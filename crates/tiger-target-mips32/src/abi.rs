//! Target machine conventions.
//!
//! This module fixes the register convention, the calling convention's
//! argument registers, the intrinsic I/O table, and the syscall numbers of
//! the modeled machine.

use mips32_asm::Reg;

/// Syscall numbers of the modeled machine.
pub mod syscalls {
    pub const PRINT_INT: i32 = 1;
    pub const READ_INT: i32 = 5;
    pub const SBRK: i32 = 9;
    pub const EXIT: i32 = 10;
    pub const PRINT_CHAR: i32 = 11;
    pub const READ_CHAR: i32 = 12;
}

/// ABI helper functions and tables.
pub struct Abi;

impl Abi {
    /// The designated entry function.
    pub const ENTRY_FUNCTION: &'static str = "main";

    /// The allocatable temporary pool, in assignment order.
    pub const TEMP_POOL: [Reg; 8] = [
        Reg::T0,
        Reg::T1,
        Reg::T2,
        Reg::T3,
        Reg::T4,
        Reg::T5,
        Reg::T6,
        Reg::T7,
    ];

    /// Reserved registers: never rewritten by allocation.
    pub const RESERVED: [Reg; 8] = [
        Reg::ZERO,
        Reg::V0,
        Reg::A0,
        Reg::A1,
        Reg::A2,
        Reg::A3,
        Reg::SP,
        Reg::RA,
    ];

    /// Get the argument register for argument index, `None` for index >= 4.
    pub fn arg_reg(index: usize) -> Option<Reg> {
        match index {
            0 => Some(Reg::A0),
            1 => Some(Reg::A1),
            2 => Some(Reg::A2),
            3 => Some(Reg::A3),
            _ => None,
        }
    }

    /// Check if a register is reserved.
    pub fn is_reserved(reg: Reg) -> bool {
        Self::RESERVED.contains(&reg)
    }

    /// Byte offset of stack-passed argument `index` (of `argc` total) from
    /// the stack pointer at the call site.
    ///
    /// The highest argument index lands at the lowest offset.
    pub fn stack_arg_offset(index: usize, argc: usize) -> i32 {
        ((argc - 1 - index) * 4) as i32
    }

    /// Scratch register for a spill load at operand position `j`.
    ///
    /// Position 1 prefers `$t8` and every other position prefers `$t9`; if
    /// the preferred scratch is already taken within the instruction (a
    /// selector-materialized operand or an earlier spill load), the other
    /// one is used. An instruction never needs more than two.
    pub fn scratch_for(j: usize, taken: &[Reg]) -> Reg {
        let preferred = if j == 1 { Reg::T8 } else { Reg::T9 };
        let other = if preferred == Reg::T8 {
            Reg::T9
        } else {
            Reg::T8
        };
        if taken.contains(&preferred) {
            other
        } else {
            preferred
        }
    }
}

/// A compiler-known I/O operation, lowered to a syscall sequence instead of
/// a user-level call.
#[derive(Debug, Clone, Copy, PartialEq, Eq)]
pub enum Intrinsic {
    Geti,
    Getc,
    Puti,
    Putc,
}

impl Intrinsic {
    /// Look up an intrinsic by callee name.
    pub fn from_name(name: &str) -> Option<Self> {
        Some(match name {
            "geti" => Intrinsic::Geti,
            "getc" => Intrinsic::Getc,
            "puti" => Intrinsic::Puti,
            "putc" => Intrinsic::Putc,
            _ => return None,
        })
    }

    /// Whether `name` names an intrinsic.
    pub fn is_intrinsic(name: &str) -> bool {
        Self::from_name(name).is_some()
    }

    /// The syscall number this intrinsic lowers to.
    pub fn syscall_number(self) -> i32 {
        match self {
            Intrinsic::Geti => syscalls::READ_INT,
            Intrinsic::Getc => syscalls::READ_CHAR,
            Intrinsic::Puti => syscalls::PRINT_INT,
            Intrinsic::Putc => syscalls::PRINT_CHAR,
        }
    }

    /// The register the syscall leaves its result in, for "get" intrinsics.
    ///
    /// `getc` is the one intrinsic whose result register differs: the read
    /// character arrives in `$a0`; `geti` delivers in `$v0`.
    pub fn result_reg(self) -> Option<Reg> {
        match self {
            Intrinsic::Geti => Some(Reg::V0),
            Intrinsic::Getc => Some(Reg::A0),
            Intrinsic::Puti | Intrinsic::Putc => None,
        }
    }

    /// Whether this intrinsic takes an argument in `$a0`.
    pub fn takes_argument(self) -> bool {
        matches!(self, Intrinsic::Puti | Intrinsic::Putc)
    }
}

...

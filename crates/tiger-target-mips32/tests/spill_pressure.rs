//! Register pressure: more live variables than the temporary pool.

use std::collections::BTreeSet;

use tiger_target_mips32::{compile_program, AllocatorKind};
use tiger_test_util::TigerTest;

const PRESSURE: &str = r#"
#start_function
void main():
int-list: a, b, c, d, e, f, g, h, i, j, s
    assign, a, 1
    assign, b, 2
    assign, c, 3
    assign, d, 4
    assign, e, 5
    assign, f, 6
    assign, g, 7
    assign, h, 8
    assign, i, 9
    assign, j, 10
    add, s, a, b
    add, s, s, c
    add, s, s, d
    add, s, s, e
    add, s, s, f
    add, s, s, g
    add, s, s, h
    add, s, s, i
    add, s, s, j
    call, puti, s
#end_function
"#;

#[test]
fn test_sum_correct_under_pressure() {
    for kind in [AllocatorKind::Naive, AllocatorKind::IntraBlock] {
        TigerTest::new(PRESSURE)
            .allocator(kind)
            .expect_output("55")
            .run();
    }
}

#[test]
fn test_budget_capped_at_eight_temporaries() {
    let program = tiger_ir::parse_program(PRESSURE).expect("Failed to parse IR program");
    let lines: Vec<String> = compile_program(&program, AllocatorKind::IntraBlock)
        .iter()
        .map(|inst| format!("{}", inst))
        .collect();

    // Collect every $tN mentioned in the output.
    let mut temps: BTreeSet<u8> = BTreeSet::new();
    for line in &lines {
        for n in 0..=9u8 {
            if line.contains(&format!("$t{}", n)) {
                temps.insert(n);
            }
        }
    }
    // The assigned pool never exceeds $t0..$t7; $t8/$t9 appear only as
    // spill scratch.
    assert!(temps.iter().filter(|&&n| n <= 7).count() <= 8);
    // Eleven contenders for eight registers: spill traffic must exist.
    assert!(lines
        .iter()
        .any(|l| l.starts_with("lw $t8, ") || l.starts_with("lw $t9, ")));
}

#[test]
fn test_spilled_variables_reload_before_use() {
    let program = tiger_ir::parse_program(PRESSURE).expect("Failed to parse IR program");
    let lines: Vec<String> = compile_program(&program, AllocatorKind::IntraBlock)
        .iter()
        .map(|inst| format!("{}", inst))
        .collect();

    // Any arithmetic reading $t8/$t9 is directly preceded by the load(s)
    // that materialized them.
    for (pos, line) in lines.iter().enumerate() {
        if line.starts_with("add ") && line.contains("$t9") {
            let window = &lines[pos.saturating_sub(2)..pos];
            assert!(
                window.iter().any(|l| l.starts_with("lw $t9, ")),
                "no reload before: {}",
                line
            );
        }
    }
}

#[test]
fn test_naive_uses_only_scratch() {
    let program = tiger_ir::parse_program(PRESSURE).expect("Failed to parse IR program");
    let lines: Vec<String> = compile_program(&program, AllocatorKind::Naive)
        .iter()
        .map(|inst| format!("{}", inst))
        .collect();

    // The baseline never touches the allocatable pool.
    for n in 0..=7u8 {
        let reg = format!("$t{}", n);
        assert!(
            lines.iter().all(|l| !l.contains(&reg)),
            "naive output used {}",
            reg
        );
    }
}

▶ **Problem requirements**
When the string "contains" occurs in a line of the material, that line belongs in the answer.

▶ **Problem solution**
        Self::RESERVED.contains(&reg)
        if taken.contains(&preferred) {
            if line.contains(&format!("$t{}", n)) {
        if line.starts_with("add ") && line.contains("$t9") {
            lines.iter().all(|l| !l.contains(&reg)),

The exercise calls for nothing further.